TASK INSTRUCTIONS
For this exercise, copy each line of the records that contains the word "still".

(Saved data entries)
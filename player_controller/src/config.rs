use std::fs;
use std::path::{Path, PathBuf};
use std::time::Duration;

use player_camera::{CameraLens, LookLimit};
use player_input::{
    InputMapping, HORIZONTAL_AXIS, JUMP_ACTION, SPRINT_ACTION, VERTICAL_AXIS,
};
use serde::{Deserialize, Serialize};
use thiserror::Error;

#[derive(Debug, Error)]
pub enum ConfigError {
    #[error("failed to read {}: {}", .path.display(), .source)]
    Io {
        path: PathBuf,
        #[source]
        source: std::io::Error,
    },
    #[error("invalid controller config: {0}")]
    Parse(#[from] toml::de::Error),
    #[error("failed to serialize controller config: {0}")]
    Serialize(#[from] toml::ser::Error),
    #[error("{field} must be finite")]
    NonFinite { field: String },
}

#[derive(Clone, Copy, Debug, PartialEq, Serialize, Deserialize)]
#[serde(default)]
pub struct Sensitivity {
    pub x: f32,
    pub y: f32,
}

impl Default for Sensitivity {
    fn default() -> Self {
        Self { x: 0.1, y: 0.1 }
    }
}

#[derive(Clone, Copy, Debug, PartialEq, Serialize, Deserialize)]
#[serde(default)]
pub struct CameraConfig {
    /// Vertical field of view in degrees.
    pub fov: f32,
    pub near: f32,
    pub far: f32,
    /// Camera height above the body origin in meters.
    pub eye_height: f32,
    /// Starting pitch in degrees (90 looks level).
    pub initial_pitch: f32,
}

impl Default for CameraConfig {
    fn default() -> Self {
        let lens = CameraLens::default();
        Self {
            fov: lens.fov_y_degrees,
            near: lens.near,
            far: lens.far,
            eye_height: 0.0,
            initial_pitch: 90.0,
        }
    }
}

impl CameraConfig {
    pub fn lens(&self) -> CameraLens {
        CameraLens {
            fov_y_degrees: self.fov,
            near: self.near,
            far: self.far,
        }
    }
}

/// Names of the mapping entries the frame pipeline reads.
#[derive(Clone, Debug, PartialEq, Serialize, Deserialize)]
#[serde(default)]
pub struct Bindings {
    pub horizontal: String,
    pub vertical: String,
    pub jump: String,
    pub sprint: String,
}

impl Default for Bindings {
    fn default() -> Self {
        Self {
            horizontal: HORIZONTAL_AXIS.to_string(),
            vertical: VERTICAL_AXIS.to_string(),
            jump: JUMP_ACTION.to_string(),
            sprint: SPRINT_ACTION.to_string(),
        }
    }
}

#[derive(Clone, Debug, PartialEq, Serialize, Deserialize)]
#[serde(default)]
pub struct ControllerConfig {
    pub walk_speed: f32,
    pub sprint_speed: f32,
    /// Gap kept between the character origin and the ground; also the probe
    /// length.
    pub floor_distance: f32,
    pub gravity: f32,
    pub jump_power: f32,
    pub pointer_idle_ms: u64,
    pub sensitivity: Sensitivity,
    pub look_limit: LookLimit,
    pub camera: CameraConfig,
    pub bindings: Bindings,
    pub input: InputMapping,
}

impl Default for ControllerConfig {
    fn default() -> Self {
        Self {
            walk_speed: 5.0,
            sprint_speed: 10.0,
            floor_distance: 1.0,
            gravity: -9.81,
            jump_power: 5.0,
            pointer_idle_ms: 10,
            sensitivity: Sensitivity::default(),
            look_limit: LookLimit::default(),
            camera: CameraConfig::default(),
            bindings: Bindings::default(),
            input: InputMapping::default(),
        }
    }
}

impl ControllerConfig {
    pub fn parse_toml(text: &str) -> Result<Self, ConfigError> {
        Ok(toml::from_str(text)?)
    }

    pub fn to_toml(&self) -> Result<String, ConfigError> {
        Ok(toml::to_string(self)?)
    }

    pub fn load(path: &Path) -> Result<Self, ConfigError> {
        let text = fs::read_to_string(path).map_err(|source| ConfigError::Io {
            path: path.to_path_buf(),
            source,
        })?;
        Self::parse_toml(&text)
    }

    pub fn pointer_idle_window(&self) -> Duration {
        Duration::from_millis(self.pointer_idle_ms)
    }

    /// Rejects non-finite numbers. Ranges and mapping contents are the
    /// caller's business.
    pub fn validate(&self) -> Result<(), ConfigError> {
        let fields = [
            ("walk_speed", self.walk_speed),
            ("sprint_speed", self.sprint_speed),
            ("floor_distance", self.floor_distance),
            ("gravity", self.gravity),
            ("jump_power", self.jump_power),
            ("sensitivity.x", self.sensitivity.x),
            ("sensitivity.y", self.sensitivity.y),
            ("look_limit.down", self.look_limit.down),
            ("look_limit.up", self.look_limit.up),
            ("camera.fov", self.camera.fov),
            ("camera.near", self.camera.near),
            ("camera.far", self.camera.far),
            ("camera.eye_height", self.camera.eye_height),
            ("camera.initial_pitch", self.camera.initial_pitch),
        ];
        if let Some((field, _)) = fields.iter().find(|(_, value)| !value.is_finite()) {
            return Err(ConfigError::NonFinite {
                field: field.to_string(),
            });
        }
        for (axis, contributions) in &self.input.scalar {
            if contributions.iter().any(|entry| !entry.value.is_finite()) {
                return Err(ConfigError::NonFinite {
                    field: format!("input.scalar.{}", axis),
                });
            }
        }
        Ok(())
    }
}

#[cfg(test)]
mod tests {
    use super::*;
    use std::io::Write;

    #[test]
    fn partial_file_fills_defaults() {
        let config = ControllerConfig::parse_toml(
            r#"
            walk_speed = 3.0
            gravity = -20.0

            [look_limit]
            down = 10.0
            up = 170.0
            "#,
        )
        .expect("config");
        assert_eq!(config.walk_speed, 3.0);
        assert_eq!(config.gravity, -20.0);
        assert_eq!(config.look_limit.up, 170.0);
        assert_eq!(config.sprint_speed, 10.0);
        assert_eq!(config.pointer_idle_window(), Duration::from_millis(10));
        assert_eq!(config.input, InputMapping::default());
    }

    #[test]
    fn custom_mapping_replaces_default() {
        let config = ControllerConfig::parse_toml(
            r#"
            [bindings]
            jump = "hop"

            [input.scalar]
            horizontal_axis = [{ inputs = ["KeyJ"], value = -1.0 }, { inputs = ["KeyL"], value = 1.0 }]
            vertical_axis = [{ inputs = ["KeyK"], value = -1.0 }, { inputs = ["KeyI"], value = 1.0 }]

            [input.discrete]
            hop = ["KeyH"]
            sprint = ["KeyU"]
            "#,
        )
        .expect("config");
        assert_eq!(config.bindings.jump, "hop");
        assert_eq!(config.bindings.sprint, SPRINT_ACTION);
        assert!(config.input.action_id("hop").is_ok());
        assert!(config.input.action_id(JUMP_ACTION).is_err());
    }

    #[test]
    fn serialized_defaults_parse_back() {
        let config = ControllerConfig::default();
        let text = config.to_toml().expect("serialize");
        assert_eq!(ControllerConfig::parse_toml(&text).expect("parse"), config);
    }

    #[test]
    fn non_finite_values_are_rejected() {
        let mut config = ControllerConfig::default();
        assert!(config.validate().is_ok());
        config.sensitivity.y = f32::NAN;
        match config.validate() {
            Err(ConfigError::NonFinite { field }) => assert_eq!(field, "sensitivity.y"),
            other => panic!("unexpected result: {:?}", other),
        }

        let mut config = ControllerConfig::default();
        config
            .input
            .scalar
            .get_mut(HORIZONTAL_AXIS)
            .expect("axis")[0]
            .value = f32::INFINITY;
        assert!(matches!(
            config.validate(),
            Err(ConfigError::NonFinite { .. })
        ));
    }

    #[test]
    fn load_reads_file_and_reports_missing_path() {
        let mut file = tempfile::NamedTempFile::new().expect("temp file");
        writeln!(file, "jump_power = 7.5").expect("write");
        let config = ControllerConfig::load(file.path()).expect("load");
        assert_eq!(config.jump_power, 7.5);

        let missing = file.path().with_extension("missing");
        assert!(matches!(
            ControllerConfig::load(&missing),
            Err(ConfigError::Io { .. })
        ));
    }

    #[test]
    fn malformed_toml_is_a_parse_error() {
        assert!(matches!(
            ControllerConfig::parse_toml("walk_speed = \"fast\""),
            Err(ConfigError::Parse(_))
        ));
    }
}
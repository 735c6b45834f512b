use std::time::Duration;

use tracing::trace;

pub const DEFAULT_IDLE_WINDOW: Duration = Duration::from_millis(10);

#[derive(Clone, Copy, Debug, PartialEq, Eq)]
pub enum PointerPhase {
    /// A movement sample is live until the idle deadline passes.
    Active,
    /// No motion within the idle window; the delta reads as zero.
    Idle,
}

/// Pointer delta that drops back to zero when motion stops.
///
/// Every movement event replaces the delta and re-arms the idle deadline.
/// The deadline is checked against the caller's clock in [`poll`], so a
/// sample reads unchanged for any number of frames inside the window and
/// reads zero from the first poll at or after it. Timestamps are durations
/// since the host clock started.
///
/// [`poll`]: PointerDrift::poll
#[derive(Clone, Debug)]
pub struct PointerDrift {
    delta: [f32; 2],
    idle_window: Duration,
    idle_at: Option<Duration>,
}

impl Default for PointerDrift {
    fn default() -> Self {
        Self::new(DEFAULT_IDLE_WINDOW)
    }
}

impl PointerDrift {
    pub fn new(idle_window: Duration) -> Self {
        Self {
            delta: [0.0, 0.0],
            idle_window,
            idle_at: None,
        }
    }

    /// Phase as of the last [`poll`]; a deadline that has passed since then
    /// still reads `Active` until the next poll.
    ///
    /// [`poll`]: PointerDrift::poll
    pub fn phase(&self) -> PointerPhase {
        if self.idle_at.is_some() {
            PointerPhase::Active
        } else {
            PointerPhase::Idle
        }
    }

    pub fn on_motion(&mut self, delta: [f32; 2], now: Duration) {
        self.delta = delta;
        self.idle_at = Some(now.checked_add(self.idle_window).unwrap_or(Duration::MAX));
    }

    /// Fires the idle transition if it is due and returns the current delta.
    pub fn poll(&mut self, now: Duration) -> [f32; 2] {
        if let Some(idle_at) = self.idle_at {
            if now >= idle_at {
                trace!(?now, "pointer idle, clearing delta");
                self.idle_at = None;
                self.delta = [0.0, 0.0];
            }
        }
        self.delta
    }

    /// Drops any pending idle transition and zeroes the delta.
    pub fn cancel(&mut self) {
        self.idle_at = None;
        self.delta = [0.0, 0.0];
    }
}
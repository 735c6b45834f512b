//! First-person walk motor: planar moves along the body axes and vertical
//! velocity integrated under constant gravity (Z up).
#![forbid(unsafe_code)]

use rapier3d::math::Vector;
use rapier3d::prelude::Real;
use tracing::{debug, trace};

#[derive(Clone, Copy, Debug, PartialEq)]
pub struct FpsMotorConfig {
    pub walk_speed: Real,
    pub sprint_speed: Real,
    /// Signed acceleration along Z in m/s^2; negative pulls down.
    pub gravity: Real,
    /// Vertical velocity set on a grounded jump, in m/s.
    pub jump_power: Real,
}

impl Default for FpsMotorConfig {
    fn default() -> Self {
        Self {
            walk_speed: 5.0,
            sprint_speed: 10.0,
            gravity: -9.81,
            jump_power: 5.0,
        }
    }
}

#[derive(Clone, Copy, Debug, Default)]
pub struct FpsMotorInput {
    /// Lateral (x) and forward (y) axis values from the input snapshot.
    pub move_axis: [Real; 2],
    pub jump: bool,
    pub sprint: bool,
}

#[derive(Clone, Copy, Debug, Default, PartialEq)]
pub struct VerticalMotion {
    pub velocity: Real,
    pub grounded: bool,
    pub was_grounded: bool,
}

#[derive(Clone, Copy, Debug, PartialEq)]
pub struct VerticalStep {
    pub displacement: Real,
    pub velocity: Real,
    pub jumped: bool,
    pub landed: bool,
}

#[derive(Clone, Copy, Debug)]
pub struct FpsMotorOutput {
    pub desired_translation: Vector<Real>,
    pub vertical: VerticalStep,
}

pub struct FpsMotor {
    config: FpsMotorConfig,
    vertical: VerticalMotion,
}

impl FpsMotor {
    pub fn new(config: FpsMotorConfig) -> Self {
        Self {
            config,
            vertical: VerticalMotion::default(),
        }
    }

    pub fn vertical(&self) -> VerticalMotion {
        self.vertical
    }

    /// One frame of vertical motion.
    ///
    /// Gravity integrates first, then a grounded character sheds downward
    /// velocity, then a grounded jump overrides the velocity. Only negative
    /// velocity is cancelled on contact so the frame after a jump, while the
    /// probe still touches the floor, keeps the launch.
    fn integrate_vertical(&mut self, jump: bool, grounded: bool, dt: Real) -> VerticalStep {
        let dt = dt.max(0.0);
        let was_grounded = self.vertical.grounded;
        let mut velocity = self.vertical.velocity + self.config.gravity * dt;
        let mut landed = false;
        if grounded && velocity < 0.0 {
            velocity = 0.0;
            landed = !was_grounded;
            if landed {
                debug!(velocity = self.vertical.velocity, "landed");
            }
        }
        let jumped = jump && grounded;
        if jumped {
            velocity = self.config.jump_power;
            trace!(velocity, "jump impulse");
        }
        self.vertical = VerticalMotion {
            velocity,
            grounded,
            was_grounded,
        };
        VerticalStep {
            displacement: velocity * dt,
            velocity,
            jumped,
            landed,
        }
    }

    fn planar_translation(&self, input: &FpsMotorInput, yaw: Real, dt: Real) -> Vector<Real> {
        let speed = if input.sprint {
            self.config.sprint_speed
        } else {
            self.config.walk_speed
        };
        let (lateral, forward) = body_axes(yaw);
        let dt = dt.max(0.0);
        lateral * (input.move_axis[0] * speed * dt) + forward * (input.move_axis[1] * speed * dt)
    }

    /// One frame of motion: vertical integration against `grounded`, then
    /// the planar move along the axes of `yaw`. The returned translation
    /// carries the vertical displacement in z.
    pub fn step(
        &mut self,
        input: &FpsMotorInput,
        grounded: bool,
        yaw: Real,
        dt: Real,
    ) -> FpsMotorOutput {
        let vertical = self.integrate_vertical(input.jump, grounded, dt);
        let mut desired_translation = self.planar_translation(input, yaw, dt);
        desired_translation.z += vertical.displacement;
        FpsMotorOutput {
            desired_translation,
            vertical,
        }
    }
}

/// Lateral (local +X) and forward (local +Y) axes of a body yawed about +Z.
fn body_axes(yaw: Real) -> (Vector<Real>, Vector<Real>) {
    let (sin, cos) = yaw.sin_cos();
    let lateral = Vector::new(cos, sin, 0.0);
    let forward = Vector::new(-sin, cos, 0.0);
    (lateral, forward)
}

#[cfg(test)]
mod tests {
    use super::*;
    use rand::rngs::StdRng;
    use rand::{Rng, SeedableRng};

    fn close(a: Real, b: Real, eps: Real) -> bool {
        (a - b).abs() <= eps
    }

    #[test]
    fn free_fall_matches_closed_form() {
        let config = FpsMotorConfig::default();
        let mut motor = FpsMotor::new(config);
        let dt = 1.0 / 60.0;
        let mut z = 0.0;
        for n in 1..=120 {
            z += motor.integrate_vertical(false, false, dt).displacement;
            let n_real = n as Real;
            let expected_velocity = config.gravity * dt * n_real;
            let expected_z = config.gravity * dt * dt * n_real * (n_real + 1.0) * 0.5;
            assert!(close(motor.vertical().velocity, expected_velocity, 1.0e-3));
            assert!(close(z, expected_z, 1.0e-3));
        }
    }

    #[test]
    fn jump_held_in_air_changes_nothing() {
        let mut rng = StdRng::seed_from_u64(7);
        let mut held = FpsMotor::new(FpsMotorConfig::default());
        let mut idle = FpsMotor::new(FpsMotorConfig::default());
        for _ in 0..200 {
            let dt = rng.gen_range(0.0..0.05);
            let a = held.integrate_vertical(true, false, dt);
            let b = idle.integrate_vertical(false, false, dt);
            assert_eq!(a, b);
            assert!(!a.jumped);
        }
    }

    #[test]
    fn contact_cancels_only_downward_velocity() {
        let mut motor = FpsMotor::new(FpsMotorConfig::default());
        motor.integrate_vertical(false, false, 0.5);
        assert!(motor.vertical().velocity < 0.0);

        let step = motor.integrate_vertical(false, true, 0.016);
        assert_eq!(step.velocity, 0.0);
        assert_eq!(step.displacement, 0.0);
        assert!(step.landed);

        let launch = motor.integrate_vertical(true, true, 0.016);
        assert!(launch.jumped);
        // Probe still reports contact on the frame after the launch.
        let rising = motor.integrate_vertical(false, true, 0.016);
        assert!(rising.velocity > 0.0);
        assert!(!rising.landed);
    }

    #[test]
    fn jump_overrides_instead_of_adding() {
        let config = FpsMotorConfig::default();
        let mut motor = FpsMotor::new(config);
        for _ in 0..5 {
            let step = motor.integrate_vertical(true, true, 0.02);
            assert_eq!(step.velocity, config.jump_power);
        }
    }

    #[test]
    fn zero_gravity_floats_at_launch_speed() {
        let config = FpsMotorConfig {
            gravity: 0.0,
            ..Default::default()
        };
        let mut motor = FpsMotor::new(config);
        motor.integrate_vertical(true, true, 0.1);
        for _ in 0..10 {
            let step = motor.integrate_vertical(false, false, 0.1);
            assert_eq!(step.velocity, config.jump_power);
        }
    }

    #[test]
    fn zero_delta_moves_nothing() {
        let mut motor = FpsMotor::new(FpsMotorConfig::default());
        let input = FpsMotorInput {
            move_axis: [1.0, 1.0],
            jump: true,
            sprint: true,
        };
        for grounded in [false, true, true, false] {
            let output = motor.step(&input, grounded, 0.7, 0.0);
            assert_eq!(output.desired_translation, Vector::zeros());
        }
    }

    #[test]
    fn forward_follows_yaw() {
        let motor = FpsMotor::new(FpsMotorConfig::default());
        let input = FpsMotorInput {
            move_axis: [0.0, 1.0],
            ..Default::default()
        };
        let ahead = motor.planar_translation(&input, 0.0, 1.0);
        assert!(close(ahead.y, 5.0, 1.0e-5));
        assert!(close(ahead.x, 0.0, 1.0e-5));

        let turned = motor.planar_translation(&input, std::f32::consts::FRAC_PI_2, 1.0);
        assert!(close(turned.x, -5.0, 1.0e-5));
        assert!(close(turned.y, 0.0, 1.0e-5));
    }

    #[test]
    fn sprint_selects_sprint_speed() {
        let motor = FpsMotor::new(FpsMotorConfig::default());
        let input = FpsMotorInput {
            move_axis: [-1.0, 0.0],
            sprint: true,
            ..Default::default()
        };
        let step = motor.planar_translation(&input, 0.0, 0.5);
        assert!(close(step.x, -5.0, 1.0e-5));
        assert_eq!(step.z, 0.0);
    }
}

RESULT OF THIS TASK
    /// still reads `Active` until the next poll.
    /// probe still touches the floor, keeps the launch.
        // Probe still reports contact on the frame after the launch.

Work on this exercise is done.